-- Working data --
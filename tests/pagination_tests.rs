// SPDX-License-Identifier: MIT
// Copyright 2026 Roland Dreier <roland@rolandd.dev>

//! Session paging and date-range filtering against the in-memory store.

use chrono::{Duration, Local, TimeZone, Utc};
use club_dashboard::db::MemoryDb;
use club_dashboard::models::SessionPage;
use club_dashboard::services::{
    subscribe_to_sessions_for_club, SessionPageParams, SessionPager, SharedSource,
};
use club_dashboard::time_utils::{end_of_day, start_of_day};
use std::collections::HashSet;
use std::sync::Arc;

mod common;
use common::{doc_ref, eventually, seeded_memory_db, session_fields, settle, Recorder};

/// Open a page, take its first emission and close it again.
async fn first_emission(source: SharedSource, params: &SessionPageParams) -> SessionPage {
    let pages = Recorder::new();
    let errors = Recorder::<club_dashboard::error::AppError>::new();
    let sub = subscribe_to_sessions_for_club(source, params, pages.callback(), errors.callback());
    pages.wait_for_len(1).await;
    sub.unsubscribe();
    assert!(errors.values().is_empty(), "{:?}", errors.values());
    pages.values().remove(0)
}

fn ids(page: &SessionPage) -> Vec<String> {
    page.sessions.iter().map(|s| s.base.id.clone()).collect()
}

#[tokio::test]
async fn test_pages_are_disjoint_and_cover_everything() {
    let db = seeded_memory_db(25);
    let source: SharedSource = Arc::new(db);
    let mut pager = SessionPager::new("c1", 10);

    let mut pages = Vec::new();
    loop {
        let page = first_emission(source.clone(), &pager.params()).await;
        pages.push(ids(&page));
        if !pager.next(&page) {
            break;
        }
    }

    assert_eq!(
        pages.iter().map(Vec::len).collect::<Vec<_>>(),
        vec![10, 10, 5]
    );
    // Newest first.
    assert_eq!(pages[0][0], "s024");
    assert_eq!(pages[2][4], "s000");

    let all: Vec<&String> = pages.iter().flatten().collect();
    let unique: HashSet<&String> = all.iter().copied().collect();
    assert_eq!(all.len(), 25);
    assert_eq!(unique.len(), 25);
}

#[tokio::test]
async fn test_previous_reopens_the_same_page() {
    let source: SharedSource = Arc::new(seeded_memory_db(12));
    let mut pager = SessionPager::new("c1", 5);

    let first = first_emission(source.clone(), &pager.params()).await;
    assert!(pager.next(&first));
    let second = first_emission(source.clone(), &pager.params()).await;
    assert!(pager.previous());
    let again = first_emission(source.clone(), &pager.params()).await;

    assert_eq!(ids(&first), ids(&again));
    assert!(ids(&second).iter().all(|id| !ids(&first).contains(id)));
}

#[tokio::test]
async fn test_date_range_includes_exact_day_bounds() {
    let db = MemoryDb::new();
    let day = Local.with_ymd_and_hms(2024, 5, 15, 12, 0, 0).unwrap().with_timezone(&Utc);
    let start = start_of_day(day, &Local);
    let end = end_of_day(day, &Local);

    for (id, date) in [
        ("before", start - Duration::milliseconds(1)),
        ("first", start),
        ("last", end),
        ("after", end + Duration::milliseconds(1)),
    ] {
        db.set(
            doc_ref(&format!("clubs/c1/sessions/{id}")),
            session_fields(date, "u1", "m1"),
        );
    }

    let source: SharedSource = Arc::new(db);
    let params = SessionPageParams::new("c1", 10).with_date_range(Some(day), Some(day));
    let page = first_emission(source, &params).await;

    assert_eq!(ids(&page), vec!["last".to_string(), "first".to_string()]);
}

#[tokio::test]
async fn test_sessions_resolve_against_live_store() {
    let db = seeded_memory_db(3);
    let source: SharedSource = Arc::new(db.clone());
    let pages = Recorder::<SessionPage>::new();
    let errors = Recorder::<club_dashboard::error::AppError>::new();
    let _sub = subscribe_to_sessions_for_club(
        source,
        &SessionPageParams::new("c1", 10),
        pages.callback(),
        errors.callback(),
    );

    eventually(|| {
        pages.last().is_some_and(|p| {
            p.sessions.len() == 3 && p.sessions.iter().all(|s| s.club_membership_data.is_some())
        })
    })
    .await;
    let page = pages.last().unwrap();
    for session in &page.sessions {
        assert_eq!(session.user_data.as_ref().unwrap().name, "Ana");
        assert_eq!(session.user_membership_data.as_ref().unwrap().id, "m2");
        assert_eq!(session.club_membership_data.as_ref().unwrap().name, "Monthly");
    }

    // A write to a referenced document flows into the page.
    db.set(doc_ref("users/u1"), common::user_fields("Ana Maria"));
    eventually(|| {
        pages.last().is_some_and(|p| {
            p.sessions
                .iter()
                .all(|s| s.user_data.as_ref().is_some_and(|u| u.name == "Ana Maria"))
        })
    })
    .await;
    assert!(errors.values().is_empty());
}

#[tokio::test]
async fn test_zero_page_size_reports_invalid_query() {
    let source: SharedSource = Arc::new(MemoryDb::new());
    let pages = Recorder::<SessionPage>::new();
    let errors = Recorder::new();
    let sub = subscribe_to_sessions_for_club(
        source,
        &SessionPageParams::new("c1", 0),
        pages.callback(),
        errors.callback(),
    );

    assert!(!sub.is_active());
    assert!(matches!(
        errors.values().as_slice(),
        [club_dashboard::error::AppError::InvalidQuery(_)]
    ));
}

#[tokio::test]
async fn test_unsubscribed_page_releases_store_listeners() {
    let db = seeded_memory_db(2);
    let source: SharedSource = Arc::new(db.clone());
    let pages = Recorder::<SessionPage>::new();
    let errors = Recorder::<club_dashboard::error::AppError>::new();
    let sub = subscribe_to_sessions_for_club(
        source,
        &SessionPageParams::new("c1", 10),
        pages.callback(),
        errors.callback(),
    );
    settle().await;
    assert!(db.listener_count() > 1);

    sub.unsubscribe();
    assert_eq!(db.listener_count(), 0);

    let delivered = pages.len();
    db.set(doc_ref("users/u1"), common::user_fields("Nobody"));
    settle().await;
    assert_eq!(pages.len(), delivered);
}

-- Exercise instructions --
Note every line in the material with "delivered" and copy it.

-- Result of this exercise --
    let delivered = pages.len();
    assert_eq!(pages.len(), delivered);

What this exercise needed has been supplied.